Synovial biopsies (16 per patient) were obtained by needle arthroscopy of the knee as described previously [15]. Eight biopsies were stored in formaldehyde and embedded in paraffin, and eight biopsies were snap frozen and mounted in Jung tissue freezing medium (Leica Instruments, Nussloch, Germany) and utilized for immunohistochemistry. The procedure for histological and immunohistochemical analysis of the different markers was extensively described and validated previously [14, 1620]. Briefly, paraffin-embedded biopsies were stained with haematoxylin and eosin for histological analysis, including mean synovial lining layer thickness (score: 1 = mean of 1–2 cell layers, 2 = mean of 3–5 cell layers, 3 = mean of >5 cell layers), vascularity of the sublining layer, global cellular infiltration of the sublining layer, and presence of lymphoid aggregates, plasma cells and polymorphonuclear cells (PMCs). Frozen sections of the synovial biopsies were stained with the following antibodies (from Dako [Glostrup, Denmark], unless otherwise stated): anti-CD3 (T cells, clone UCHT1), anti-CD4 (T-helper cells, clone MT310), anti-CD8 (cytotoxic T cells, clone DK25), anti-CD20 (B cells, clone L26), anti-CD38 (plasma cells, clone AT13/5), anti-CD138 (plasma cells, clone CBL455; Chemicon, Temecula, CA, USA), anti-CD68 (pan-macrophage marker expressed on monocytes and macrophages, clone EBM11), anti-CD163 (scavenger receptor expressed on resident tissue macrophages, clone Ber-MAC3), anti-CD83 (dendritic cells, clone HB15A; Immunotech SA, Marseille, France), anti-CD1a (interdigitating dendritic cells, clone NA1/34), anti-CD146 (endothelial cells, clone P1H12; Chemicon), anti-αVβ3 (CD51/CD61, integrin expressed on endothelial cells, fibroblasts, osteoclasts, etc., clone LM609; Chemicon), anti-E-selectin (CD62E, endothelial leucocyte adhesion molecule 1, clone 1.2B6), anti-ICAM-1 (CD54, intercellular adhesion molecule [ICAM]-1, clone 6.5B5), anti-VCAM-1 (CD106, vascular cell adhesion molecule [VCAM]-1, clone 1.4C3), the rabbit polyclonal anti-L-citrulline antibody (citrullinated peptides; Biogenesis, Poole, UK), and Mab-12A (detecting major histocompatibility complex [MHC] class II–human cartilage [HC] gp39 peptide complexes; NV Organon, Oss, The Netherlands) [18, 21]. Immunostaining for S100A12 (calgranulin C) was performed with polyclonal affinity-purified rabbit antisera against human S100A12 (a S100A12) [22].

It should be noted that the scavenger receptor CD163 identifies a subset of CD68+ macrophages that is specifically increased in SpA synovium and gut, and which could play an important role in innate immune inflammation of these tissues [16, 19].

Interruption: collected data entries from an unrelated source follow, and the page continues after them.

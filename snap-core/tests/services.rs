use std::sync::Arc;

use snap_blob::{BlobId, BlobOp, BlobPayload, MemoryBlobStore};
use snap_core::{
    NewAccount, NewPost, OrchestratorError, PostUpdate, ProfileImage, ProfileUpdate, Services,
    Settings, SnapConfig,
};
use snap_docs::{DocOp, DocumentId, MemoryDocumentStore};

struct Harness {
    blobs: Arc<MemoryBlobStore>,
    docs: Arc<MemoryDocumentStore>,
    services: Services,
}

fn harness_with(settings: Settings) -> Harness {
    let blobs = Arc::new(MemoryBlobStore::default());
    let docs = Arc::new(MemoryDocumentStore::new());
    let services = Services::build(blobs.clone(), docs.clone(), &settings).unwrap();
    Harness {
        blobs,
        docs,
        services,
    }
}

fn harness() -> Harness {
    harness_with(Settings::default())
}

fn image(bytes: &'static [u8]) -> BlobPayload {
    BlobPayload::from_bytes(bytes).with_content_type("image/jpeg")
}

fn new_post(creator: &str, caption: &str) -> NewPost {
    NewPost {
        creator: creator.to_string(),
        caption: caption.to_string(),
        location: Some("Lisbon".to_string()),
        tags: "travel, sea,, ".to_string(),
        file: image(b"jpeg"),
    }
}

fn account(id: &str, name: &str) -> NewAccount {
    NewAccount {
        account_id: id.to_string(),
        name: name.to_string(),
        email: format!("{id}@example.com"),
        username: Some(id.to_string()),
    }
}

#[tokio::test]
async fn test_create_post_normalizes_tags_and_links_image() {
    let h = harness();
    let post = h.services.posts.create_post(new_post("u1", "Sunset")).await.unwrap();

    assert_eq!(post.tags, vec!["travel".to_string(), "sea".to_string()]);
    assert_eq!(post.creator, "u1");
    assert_eq!(post.location.as_deref(), Some("Lisbon"));
    let media = post.media.as_ref().unwrap();
    assert!(h.blobs.contains(media.blob_id()));

    let url = media.preview_url().as_str();
    assert!(url.contains("width=2000"));
    assert!(url.contains("gravity=top"));
    assert!(url.contains("quality=100"));
}

#[tokio::test]
async fn test_update_post_swaps_image() {
    let h = harness();
    let post = h.services.posts.create_post(new_post("u1", "v1")).await.unwrap();
    let old = post.media.clone().unwrap();

    let outcome = h
        .services
        .posts
        .update_post(PostUpdate {
            post_id: post.id.clone(),
            caption: "v2".to_string(),
            location: None,
            tags: String::new(),
            file: Some(image(b"other")),
            previous_media: Some(old.clone()),
        })
        .await
        .unwrap();

    let updated = outcome.value;
    assert_eq!(updated.caption, "v2");
    assert!(updated.tags.is_empty());
    assert!(updated.location.is_none());
    assert!(!h.blobs.contains(old.blob_id()));
    assert!(h.blobs.contains(updated.media.unwrap().blob_id()));
}

#[tokio::test]
async fn test_update_post_without_file_keeps_image() {
    let h = harness();
    let post = h.services.posts.create_post(new_post("u1", "v1")).await.unwrap();

    let outcome = h
        .services
        .posts
        .update_post(PostUpdate {
            post_id: post.id.clone(),
            caption: "v2".to_string(),
            location: post.location.clone(),
            tags: "a,b".to_string(),
            file: None,
            previous_media: post.media.clone(),
        })
        .await
        .unwrap();

    assert!(outcome.is_clean());
    assert_eq!(outcome.value.media, post.media);
    assert_eq!(h.blobs.len(), 1);
}

#[tokio::test]
async fn test_delete_post_requires_image_id() {
    let h = harness();
    let post = h.services.posts.create_post(new_post("u1", "bye")).await.unwrap();

    let err = h
        .services
        .posts
        .delete_post(&post.id, &BlobId::from(""))
        .await
        .unwrap_err();
    assert!(matches!(err, OrchestratorError::Validation { .. }));
    assert_eq!(h.docs.count("posts"), 1);

    let media = post.media.unwrap();
    let outcome = h.services.posts.delete_post(&post.id, media.blob_id()).await.unwrap();
    assert!(outcome.is_clean());
    assert!(h.blobs.is_empty());
    assert_eq!(h.docs.count("posts"), 0);
}

#[tokio::test]
async fn test_search_posts_by_caption() {
    let h = harness();
    for caption in ["Beach day", "mountain hike", "BEACH night"] {
        h.services.posts.create_post(new_post("u1", caption)).await.unwrap();
    }

    let found = h.services.posts.search_posts("beach").await.unwrap();
    assert_eq!(found.len(), 2);
    assert!(found.iter().all(|p| p.caption.to_lowercase().contains("beach")));

    let err = h.services.posts.search_posts("   ").await.unwrap_err();
    assert!(matches!(err, OrchestratorError::Validation { .. }));
}

#[tokio::test]
async fn test_feed_pages_follow_configured_size() {
    let mut config = SnapConfig::new();
    config.set("feed.page_size", "2");
    let h = harness_with(Settings::from_config(&config).unwrap());
    for n in 0..5 {
        h.services
            .posts
            .create_post(new_post("u1", &format!("post {n}")))
            .await
            .unwrap();
    }

    let mut captions = Vec::new();
    let mut cursor = None;
    loop {
        let page = h.services.posts.feed_page(cursor).await.unwrap();
        assert!(page.items.len() <= 2);
        captions.extend(page.items.iter().map(|p| p.caption.clone()));
        if page.is_last() {
            break;
        }
        cursor = page.next_cursor;
    }
    assert_eq!(captions, vec!["post 4", "post 3", "post 2", "post 1", "post 0"]);
}

#[tokio::test]
async fn test_user_and_recent_posts() {
    let mut config = SnapConfig::new();
    config.set("feed.recent_limit", "2");
    let h = harness_with(Settings::from_config(&config).unwrap());
    h.services.posts.create_post(new_post("u1", "first")).await.unwrap();
    h.services.posts.create_post(new_post("u2", "other")).await.unwrap();
    h.services.posts.create_post(new_post("u1", "second")).await.unwrap();

    let mine = h.services.posts.user_posts("u1").await.unwrap();
    let captions: Vec<_> = mine.iter().map(|p| p.caption.as_str()).collect();
    assert_eq!(captions, vec!["second", "first"]);

    let recent = h.services.posts.recent_posts().await.unwrap();
    let captions: Vec<_> = recent.iter().map(|p| p.caption.as_str()).collect();
    assert_eq!(captions, vec!["second", "other"]);

    assert!(h.services.posts.user_posts("").await.is_err());
}

#[tokio::test]
async fn test_like_toggle_and_liked_by() {
    let h = harness();
    let post = h.services.posts.create_post(new_post("u1", "likeable")).await.unwrap();

    let post = h
        .services
        .posts
        .toggle_like(&post.id, "u2", &post.likes)
        .await
        .unwrap();
    assert!(post.likes.contains("u2"));

    let liked = h.services.posts.liked_by("u2").await.unwrap();
    assert_eq!(liked.len(), 1);

    let post = h
        .services
        .posts
        .toggle_like(&post.id, "u2", &post.likes)
        .await
        .unwrap();
    assert!(post.likes.is_empty());
    assert!(h.services.posts.liked_by("u2").await.unwrap().is_empty());
}

#[tokio::test]
async fn test_create_post_failure_leaves_nothing() {
    let h = harness();
    h.docs.fail_next(DocOp::Create);

    let err = h.services.posts.create_post(new_post("u1", "x")).await.unwrap_err();
    assert!(matches!(err, OrchestratorError::DocumentPersist { .. }));
    assert!(h.blobs.is_empty());
}

#[tokio::test]
async fn test_register_generates_initials_avatar() {
    let h = harness();
    let profile = h.services.users.register(account("acc1", "Ada Lovelace")).await.unwrap();

    assert_eq!(profile.account_id, "acc1");
    match profile.image {
        Some(ProfileImage::Generated { ref url }) => {
            assert!(url.path().ends_with("/avatars/initials"));
            assert!(url.query().unwrap_or_default().contains("name=Ada+Lovelace"));
        }
        ref other => panic!("expected generated avatar, got {other:?}"),
    }
    assert!(h.blobs.is_empty());

    let current = h.services.users.current_user("acc1").await.unwrap();
    assert_eq!(current.id, profile.id);
    assert_eq!(h.services.users.get_user(&profile.id).await.unwrap(), current);
}

#[tokio::test]
async fn test_current_user_unknown_account_is_not_found() {
    let h = harness();
    let err = h.services.users.current_user("nobody").await.unwrap_err();
    assert_eq!(err.kind().status_code(), 404);

    let err = h.services.users.register(account("acc1", " ")).await.unwrap_err();
    assert!(matches!(err, OrchestratorError::Validation { .. }));
}

#[tokio::test]
async fn test_list_users_newest_first() {
    let h = harness();
    for (id, name) in [("a", "Ann"), ("b", "Bob"), ("c", "Cy")] {
        h.services.users.register(account(id, name)).await.unwrap();
    }

    let users = h.services.users.list_users(Some(2)).await.unwrap();
    let names: Vec<_> = users.iter().map(|u| u.name.as_str()).collect();
    assert_eq!(names, vec!["Cy", "Bob"]);
    assert_eq!(h.services.users.list_users(None).await.unwrap().len(), 3);
    assert!(h.services.users.list_users(Some(0)).await.is_err());
}

#[tokio::test]
async fn test_update_user_replaces_uploaded_picture_only() {
    let h = harness();
    let profile = h.services.users.register(account("acc1", "Ada")).await.unwrap();

    // first upload: nothing stored to replace
    let outcome = h
        .services
        .users
        .update_user(ProfileUpdate {
            user_id: profile.id.clone(),
            name: "Ada L".to_string(),
            bio: Some("math".to_string()),
            file: Some(image(b"face")),
            previous_media: profile.image.as_ref().and_then(|i| i.media().cloned()),
        })
        .await
        .unwrap();
    let first = outcome.value.image.clone().unwrap();
    let first_media = first.media().cloned().unwrap();
    assert_eq!(outcome.value.bio.as_deref(), Some("math"));
    assert_eq!(h.blobs.len(), 1);

    let outcome = h
        .services
        .users
        .update_user(ProfileUpdate {
            user_id: profile.id.clone(),
            name: "Ada L".to_string(),
            bio: None,
            file: Some(image(b"face2")),
            previous_media: Some(first_media.clone()),
        })
        .await
        .unwrap();
    let second = outcome.value.image.unwrap();
    assert!(matches!(second, ProfileImage::Uploaded(_)));
    assert!(!h.blobs.contains(first_media.blob_id()));
    assert_eq!(h.blobs.len(), 1);
}

#[tokio::test]
async fn test_update_user_failure_keeps_old_picture() {
    let h = harness();
    let profile = h.services.users.register(account("acc1", "Ada")).await.unwrap();
    h.blobs.fail_next(BlobOp::Preview);

    let err = h
        .services
        .users
        .update_user(ProfileUpdate {
            user_id: profile.id.clone(),
            name: "Ada".to_string(),
            bio: None,
            file: Some(image(b"face")),
            previous_media: None,
        })
        .await
        .unwrap_err();
    assert!(matches!(err, OrchestratorError::PreviewDerivation { .. }));
    assert!(h.blobs.is_empty());

    let unchanged = h.services.users.get_user(&profile.id).await.unwrap();
    assert_eq!(unchanged.image, profile.image);
}

#[tokio::test]
async fn test_save_and_unsave_post() {
    let h = harness();
    let post = h.services.posts.create_post(new_post("u1", "keep")).await.unwrap();

    let saved = h.services.saves.save_post("u2", &post.id).await.unwrap();
    assert_eq!(saved.post, post.id);
    assert_eq!(saved.user, "u2");

    let mine = h.services.saves.saved_by("u2").await.unwrap();
    assert_eq!(mine, vec![saved.clone()]);
    assert!(h.services.saves.saved_by("u1").await.unwrap().is_empty());

    h.services.saves.delete_saved(&saved.id).await.unwrap();
    h.services.saves.delete_saved(&saved.id).await.unwrap();
    assert!(h.services.saves.saved_by("u2").await.unwrap().is_empty());

    let err = h
        .services
        .saves
        .save_post("u2", &DocumentId::from(""))
        .await
        .unwrap_err();
    assert!(matches!(err, OrchestratorError::Validation { .. }));
}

After incubation with the primary antibody, sections were sequentially incubated with a biotinylated second antibody, a streptavidine–horseradish peroxidase link, and finally with amino-ethyl-carbazole substrate as chromogen. Parallel sections were incubated with irrelevant isotype and concentration matched monoclonal antibody as negative control. Sections were coded and analyzed semiquantitatively on a 4-point scale (0–3) by two independent observers who were blinded to diagnosis and clinical data. Because the numbers of positive cells per synovial section for citrullinated peptides and Mab-12A were too small to be scored semiquantitatively, these parameters were scored as present or absent. The analysis included all areas of the eight biopsies and a global score was given for each parameter, using a semiquantitative 4-point scale (0 = lowest level of expression, 3 = highest level of expression) [14, 1621]. Because some histological markers are more abundant than others, the scoring system was calibrated for each marker separately by examining a representative number of samples. The scores obtained by the two observers were concordant in more than 95% of cases. In the event of discordant scores, which differed by a maximum of 1 point, the mean of the two scores was used.

Statistics

Because the semiquantitative data are nonparametric, these data are presented as median (range). Differences between groups were analyzed using the nonparametric Mann–Whitney U-test. For markers scored as present or absent, the χ2 test was used. Bonferroni adjustment of alpha was performed where indicated. P < 0.05, after Bonferroni correction, was considered statistically significant.

Results

Synovial histopathology of spondyloarthropathy versus rheumatoid arthritis

We previously established the differences between SpA (including PsA fulfilling ESSG criteria) and RA in terms of global synovial histology and infiltrating cell populations [14, 16]. Therefore, in patient cohort 1 we compared the following synovial features between the pooled SpA group (50 samples) and the RA group (52 patients): lining layer thickness, vascularity, global cellular infiltration, lymphoid follicles, plasma cells, PMCs, CD3, CD4, CD8, CD20, CD38, CD138, CD68, CD163, CD1a, CD83, CD146, αVβ3, E-selectin, ICAM-1, VCAM-1, intracellular citrullinated proteins and MHC–HC gp39 peptide complexes.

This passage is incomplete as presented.